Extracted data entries
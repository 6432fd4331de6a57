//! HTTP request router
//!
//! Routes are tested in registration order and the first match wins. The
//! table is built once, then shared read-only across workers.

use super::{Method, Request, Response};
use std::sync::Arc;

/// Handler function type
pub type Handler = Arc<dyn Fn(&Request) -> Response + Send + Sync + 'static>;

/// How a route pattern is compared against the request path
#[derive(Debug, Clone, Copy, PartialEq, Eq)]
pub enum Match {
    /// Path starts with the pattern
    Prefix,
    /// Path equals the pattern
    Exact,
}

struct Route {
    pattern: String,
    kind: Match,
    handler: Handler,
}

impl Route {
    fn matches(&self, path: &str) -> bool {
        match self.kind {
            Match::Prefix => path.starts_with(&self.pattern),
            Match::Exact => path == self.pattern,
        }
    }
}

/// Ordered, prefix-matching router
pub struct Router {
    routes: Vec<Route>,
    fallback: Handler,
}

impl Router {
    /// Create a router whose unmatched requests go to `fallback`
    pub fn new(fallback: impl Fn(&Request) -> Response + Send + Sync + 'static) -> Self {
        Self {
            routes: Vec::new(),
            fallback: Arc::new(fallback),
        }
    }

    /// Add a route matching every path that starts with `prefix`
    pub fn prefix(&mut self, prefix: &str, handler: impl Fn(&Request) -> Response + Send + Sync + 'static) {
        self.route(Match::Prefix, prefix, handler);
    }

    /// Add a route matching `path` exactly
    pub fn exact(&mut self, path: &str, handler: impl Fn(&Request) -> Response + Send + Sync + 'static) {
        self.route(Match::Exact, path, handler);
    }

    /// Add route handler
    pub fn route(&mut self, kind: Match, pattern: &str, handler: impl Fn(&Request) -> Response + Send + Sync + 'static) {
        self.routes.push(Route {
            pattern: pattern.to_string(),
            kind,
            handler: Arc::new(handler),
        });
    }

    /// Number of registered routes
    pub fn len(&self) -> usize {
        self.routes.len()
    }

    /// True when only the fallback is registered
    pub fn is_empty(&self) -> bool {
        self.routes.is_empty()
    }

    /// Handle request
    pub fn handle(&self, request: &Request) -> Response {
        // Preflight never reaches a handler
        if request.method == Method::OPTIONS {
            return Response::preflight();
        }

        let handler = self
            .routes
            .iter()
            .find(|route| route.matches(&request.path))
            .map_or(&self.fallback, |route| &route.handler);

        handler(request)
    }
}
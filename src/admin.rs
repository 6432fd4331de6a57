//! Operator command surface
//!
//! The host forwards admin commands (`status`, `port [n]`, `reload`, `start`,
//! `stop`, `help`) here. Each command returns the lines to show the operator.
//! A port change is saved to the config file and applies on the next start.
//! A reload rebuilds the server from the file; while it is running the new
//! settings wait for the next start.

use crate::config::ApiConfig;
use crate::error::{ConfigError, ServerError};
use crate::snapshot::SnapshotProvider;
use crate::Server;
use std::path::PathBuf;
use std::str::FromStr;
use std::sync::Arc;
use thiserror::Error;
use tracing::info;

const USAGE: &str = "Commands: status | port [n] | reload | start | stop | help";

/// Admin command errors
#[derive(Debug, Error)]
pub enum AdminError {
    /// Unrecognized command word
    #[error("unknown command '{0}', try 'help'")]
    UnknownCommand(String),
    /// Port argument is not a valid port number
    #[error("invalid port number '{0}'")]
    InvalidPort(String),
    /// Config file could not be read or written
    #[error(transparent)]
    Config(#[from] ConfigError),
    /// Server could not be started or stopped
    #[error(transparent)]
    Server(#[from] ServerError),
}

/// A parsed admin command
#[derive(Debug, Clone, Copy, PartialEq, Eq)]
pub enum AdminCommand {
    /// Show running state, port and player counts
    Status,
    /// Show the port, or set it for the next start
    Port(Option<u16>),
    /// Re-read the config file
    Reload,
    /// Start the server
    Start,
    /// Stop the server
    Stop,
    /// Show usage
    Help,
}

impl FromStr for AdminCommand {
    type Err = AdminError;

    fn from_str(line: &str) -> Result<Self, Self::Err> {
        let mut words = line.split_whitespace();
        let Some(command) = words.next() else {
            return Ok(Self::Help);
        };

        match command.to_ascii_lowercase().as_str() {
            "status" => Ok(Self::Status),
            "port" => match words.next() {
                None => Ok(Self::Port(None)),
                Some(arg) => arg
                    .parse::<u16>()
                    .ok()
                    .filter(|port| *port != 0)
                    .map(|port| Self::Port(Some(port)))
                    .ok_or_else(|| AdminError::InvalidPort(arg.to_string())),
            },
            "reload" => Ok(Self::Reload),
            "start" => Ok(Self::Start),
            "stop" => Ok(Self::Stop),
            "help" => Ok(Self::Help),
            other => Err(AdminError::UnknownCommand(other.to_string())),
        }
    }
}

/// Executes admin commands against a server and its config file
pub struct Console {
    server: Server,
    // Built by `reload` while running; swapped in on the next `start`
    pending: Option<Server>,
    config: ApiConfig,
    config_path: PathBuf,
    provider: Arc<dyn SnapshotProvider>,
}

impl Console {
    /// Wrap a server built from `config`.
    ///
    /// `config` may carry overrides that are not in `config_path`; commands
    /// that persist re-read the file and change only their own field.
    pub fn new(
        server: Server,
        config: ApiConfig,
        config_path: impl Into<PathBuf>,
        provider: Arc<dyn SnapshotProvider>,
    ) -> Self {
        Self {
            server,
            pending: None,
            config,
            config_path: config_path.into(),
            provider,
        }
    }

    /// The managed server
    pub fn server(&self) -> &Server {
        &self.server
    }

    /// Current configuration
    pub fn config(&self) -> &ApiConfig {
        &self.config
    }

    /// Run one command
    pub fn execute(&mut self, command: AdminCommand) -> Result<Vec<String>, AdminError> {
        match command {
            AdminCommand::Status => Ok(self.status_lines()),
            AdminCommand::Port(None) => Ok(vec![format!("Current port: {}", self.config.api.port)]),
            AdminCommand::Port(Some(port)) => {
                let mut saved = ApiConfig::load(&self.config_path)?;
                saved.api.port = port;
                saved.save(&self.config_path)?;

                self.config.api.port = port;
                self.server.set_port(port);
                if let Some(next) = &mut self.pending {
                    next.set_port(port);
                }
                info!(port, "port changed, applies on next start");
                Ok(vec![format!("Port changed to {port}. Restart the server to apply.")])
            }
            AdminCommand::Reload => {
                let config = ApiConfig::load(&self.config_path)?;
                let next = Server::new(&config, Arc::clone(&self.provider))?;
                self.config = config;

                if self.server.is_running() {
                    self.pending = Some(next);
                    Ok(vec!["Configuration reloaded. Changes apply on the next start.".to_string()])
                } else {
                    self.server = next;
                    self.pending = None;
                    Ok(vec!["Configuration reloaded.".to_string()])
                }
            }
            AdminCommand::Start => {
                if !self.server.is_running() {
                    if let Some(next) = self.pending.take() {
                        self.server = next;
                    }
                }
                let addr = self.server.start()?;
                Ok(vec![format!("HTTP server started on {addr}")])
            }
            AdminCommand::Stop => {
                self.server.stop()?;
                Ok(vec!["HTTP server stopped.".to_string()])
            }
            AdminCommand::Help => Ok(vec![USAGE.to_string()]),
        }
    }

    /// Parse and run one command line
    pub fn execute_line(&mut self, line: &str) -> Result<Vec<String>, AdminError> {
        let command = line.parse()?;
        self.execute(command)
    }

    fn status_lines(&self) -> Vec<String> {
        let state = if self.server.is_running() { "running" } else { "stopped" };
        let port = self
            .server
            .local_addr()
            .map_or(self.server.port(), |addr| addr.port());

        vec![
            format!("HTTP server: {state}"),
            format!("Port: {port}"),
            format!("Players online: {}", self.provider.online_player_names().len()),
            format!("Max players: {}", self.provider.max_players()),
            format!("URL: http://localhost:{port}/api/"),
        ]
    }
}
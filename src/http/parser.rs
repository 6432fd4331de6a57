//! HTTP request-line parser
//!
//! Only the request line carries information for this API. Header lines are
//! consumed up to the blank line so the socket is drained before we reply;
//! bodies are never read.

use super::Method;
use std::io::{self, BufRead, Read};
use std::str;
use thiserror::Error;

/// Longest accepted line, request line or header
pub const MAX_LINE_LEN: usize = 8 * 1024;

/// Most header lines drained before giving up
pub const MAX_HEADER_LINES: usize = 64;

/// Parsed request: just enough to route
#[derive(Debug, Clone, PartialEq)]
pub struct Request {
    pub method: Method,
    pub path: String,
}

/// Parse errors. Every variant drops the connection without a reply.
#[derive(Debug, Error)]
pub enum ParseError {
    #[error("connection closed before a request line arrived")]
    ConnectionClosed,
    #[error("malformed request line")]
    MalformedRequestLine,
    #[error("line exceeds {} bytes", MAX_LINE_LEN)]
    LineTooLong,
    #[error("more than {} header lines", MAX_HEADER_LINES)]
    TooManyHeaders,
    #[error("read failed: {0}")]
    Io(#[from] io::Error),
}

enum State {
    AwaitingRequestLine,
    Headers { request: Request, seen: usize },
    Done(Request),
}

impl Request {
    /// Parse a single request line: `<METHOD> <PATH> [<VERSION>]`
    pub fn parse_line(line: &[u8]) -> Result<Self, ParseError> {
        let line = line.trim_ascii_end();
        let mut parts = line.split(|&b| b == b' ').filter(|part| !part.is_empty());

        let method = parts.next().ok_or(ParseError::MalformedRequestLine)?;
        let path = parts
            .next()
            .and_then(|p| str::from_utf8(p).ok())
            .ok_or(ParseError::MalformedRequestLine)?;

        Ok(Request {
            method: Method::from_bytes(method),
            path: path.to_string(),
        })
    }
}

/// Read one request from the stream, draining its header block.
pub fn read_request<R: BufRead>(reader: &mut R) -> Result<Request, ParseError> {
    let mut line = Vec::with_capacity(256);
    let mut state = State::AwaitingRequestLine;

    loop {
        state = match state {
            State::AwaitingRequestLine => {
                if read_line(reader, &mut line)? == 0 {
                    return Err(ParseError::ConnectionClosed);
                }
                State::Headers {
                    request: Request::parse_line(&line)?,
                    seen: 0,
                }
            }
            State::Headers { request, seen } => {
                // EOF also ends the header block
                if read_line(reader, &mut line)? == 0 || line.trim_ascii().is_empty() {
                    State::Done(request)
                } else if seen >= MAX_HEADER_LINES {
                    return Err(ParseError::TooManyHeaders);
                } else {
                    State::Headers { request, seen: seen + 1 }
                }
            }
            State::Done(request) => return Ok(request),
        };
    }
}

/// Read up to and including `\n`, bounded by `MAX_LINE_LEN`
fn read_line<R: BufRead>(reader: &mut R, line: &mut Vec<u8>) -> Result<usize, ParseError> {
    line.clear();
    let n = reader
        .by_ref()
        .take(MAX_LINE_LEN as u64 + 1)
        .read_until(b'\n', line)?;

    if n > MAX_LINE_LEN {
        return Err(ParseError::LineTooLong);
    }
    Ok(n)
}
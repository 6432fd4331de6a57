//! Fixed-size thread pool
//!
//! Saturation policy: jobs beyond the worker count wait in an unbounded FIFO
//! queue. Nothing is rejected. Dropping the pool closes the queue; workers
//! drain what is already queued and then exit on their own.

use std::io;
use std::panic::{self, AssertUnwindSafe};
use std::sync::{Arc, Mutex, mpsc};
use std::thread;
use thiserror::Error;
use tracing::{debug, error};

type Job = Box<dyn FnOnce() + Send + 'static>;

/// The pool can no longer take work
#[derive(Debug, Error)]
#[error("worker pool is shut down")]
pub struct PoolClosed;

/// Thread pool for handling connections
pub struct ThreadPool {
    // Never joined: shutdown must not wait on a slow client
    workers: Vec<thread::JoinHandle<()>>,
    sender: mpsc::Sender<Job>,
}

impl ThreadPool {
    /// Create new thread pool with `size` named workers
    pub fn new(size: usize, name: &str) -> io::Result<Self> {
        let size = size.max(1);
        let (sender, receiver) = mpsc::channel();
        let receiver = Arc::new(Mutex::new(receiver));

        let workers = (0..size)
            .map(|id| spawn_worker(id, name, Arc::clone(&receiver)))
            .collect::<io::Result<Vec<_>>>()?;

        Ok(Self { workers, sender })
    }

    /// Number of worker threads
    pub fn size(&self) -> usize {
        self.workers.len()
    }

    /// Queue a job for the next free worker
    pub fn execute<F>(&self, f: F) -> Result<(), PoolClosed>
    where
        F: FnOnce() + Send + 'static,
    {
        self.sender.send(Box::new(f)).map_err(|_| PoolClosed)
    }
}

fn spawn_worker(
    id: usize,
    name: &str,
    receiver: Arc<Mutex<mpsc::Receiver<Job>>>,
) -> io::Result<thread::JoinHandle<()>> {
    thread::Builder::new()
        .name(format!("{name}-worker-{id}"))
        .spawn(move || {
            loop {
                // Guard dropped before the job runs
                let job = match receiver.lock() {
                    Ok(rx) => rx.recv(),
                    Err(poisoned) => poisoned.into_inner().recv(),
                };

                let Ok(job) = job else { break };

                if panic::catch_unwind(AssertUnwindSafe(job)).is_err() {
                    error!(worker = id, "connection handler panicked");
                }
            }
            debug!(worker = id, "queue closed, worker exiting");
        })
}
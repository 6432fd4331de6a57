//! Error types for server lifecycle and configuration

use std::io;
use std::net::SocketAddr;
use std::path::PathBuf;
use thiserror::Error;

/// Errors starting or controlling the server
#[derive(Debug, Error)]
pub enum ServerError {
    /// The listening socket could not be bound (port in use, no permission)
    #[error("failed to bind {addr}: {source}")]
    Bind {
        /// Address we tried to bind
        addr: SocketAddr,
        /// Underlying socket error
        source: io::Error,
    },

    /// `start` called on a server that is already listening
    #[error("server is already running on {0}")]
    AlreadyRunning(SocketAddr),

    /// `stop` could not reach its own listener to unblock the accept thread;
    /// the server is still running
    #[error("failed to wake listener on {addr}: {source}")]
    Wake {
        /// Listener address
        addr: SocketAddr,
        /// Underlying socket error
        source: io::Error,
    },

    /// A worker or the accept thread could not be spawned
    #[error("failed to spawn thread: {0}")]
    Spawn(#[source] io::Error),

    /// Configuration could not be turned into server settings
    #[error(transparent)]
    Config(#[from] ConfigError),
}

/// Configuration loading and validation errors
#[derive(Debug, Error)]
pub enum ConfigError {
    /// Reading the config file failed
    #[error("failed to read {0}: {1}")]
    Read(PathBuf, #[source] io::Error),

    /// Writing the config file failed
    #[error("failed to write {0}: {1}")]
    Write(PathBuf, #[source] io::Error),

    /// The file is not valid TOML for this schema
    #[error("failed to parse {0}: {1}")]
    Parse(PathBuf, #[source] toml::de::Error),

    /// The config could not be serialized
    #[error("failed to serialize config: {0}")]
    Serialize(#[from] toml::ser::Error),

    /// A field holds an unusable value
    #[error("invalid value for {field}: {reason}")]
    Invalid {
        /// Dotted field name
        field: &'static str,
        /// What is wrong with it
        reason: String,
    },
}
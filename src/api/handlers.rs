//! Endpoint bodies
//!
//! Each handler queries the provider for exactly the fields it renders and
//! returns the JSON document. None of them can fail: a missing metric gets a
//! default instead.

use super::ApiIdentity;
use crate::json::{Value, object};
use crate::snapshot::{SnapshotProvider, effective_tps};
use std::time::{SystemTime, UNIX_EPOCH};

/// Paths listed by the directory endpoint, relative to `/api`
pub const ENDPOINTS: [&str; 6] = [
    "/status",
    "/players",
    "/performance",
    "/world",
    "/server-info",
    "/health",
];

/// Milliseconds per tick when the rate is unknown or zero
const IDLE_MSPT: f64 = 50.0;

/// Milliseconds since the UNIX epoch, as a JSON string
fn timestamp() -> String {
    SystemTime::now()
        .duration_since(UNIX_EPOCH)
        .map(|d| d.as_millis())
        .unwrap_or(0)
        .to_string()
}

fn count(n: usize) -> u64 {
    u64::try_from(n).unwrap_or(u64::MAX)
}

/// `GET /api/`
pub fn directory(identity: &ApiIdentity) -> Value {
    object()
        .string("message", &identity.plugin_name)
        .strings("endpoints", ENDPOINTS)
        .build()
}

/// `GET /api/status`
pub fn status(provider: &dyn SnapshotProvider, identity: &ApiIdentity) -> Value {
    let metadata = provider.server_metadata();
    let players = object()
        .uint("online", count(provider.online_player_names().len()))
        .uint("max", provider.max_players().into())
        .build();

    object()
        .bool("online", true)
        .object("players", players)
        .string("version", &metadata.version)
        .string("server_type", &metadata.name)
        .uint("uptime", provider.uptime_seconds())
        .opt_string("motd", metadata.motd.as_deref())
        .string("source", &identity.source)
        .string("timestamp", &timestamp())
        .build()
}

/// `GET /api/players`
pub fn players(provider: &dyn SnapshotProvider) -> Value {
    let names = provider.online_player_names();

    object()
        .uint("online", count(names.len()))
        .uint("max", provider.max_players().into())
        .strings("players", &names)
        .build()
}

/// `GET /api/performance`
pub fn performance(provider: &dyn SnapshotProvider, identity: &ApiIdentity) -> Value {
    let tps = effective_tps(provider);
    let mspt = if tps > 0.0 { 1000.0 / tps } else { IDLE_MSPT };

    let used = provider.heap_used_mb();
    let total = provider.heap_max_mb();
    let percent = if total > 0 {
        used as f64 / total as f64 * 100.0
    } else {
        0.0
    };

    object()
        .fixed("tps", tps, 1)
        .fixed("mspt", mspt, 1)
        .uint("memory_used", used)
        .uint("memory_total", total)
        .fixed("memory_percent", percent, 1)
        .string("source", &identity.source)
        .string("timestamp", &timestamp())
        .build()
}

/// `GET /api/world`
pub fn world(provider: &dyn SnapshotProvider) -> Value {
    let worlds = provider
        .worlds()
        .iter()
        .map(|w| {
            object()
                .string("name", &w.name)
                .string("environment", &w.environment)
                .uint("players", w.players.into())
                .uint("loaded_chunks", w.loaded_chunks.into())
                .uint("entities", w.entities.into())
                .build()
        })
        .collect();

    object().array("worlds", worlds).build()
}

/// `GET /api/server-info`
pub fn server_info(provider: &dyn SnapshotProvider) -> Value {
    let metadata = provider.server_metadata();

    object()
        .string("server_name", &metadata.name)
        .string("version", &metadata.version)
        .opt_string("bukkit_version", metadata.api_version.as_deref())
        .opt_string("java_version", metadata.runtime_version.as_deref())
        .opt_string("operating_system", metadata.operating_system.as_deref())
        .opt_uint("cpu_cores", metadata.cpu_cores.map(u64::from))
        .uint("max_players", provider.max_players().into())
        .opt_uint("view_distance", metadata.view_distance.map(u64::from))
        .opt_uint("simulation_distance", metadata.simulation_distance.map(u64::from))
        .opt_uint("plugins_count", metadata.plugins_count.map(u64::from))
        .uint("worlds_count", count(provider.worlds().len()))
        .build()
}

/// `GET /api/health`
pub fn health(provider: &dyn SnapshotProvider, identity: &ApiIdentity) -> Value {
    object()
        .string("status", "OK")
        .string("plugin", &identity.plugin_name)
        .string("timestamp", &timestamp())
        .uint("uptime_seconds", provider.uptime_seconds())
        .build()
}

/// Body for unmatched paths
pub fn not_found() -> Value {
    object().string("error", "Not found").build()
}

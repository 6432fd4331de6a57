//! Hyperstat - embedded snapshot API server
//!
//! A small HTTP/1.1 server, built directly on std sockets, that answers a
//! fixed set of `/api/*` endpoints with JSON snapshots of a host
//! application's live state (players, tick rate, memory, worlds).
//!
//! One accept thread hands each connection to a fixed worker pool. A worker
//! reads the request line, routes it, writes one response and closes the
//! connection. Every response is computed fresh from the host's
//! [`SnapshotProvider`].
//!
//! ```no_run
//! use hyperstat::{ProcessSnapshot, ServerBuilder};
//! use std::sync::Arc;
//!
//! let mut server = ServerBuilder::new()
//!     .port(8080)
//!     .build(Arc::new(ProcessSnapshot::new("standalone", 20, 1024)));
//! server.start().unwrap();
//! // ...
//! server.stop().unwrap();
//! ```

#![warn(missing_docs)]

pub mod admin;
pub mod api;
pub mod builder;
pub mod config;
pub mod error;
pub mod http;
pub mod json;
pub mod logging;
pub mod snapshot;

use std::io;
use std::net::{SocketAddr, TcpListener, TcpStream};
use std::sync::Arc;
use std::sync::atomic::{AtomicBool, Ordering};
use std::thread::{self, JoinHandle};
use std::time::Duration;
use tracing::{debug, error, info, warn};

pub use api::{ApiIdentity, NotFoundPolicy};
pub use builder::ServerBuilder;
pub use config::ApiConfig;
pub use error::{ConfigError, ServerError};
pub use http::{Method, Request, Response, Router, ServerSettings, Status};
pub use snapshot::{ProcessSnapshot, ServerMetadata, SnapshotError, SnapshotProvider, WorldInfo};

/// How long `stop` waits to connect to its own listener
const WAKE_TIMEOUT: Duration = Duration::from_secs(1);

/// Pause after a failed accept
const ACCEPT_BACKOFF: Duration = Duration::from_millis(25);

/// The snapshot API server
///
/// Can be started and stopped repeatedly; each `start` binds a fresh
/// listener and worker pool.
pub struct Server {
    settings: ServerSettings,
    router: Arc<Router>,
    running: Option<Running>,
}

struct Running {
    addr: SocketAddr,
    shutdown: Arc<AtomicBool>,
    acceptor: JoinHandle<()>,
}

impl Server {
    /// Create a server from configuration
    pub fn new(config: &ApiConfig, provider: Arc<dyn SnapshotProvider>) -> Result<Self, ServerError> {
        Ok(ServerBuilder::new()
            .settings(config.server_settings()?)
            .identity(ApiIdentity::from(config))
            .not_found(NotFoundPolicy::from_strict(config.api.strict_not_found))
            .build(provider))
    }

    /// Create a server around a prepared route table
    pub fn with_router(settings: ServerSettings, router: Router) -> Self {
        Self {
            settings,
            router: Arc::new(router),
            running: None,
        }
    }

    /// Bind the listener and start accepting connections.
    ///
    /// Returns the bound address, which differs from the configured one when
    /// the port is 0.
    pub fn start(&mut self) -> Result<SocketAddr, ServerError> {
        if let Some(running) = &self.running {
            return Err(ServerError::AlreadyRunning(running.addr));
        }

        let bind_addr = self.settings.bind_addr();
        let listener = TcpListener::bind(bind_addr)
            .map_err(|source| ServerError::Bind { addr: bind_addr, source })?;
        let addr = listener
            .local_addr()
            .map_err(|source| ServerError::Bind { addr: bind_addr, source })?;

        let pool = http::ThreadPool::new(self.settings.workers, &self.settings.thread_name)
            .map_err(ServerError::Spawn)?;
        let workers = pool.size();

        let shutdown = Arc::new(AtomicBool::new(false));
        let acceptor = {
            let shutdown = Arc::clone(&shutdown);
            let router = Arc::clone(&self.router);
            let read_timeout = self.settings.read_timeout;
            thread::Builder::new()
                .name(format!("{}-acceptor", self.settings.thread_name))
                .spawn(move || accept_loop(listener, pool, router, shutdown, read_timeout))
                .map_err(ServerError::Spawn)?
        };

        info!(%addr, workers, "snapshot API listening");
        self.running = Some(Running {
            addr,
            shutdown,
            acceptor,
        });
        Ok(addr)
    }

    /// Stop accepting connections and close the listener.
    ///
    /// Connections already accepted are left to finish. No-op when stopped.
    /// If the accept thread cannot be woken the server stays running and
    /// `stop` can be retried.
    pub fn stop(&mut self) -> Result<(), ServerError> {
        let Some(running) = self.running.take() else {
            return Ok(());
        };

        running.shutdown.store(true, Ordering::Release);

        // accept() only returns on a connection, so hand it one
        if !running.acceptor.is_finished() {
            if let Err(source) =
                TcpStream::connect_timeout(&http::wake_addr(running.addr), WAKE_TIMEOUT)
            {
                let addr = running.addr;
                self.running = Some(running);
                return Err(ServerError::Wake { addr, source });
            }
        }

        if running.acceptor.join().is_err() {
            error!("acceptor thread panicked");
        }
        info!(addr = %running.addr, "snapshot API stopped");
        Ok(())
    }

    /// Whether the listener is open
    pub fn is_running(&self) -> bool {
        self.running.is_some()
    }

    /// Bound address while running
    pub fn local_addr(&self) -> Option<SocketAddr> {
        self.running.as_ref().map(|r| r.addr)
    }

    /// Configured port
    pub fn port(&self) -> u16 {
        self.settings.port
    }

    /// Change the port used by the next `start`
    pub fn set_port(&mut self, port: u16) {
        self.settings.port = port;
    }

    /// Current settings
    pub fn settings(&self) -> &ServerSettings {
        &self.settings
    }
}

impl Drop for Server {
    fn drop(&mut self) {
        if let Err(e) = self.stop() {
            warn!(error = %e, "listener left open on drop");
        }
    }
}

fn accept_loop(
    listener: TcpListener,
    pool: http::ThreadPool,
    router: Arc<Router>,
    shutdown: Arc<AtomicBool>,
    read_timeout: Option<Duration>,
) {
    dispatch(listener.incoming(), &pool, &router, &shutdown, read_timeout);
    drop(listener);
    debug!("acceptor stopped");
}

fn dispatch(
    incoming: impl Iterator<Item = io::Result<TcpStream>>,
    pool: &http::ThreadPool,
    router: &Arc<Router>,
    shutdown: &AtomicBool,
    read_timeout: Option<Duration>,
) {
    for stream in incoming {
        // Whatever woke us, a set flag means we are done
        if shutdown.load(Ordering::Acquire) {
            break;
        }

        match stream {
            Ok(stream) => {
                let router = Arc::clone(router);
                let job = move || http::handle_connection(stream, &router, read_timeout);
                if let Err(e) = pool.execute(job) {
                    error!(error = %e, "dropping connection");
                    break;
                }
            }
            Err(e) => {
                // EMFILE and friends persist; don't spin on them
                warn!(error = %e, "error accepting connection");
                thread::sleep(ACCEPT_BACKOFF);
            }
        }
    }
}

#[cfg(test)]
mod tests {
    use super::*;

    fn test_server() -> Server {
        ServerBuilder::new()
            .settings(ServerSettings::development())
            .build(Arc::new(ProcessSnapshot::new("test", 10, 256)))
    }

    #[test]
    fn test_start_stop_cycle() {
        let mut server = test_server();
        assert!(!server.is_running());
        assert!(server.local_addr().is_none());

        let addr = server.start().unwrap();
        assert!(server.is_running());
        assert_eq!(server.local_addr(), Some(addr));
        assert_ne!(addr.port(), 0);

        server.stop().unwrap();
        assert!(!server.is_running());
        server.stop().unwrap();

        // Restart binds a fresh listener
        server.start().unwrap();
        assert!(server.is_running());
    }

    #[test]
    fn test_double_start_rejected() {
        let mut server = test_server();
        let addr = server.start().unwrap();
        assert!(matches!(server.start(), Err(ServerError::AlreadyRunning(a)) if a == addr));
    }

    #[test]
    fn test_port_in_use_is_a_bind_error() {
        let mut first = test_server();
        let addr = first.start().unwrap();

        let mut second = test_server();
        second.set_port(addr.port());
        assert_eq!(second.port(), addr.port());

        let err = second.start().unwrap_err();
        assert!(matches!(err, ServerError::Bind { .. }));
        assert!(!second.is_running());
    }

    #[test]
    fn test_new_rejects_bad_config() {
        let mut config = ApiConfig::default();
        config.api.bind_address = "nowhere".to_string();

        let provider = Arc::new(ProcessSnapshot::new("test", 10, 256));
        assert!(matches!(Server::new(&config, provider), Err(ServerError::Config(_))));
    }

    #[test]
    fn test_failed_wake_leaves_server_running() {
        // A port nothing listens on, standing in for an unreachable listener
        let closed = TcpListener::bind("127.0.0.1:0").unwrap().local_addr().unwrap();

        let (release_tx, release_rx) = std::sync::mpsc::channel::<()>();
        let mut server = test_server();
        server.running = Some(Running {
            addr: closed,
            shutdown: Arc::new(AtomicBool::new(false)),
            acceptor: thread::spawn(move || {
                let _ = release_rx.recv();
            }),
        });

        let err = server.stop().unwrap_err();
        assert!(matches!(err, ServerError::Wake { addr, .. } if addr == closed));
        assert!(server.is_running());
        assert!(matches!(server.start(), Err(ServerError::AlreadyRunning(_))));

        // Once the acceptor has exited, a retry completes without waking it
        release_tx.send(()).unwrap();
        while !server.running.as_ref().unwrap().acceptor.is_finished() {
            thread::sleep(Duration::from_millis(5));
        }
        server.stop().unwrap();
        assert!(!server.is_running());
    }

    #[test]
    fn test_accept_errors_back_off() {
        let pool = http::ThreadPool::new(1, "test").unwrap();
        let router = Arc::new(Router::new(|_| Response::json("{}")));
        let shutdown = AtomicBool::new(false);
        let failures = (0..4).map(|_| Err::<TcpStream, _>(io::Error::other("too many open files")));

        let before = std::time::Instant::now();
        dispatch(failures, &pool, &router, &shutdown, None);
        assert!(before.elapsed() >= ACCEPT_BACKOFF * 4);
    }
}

• **DESCRIPTION OF THE TASK**: Taking the line with "match wins. The" as the first and the line with "pub enum Match" as the last, retype that stretch of the data above exactly, with no other lines.

• **RESPONSE TO THE EXERCISE**:
//! Routes are tested in registration order and the first match wins. The
//! table is built once, then shared read-only across workers.

use super::{Method, Request, Response};
use std::sync::Arc;

/// Handler function type
pub type Handler = Arc<dyn Fn(&Request) -> Response + Send + Sync + 'static>;

/// How a route pattern is compared against the request path
#[derive(Debug, Clone, Copy, PartialEq, Eq)]
pub enum Match {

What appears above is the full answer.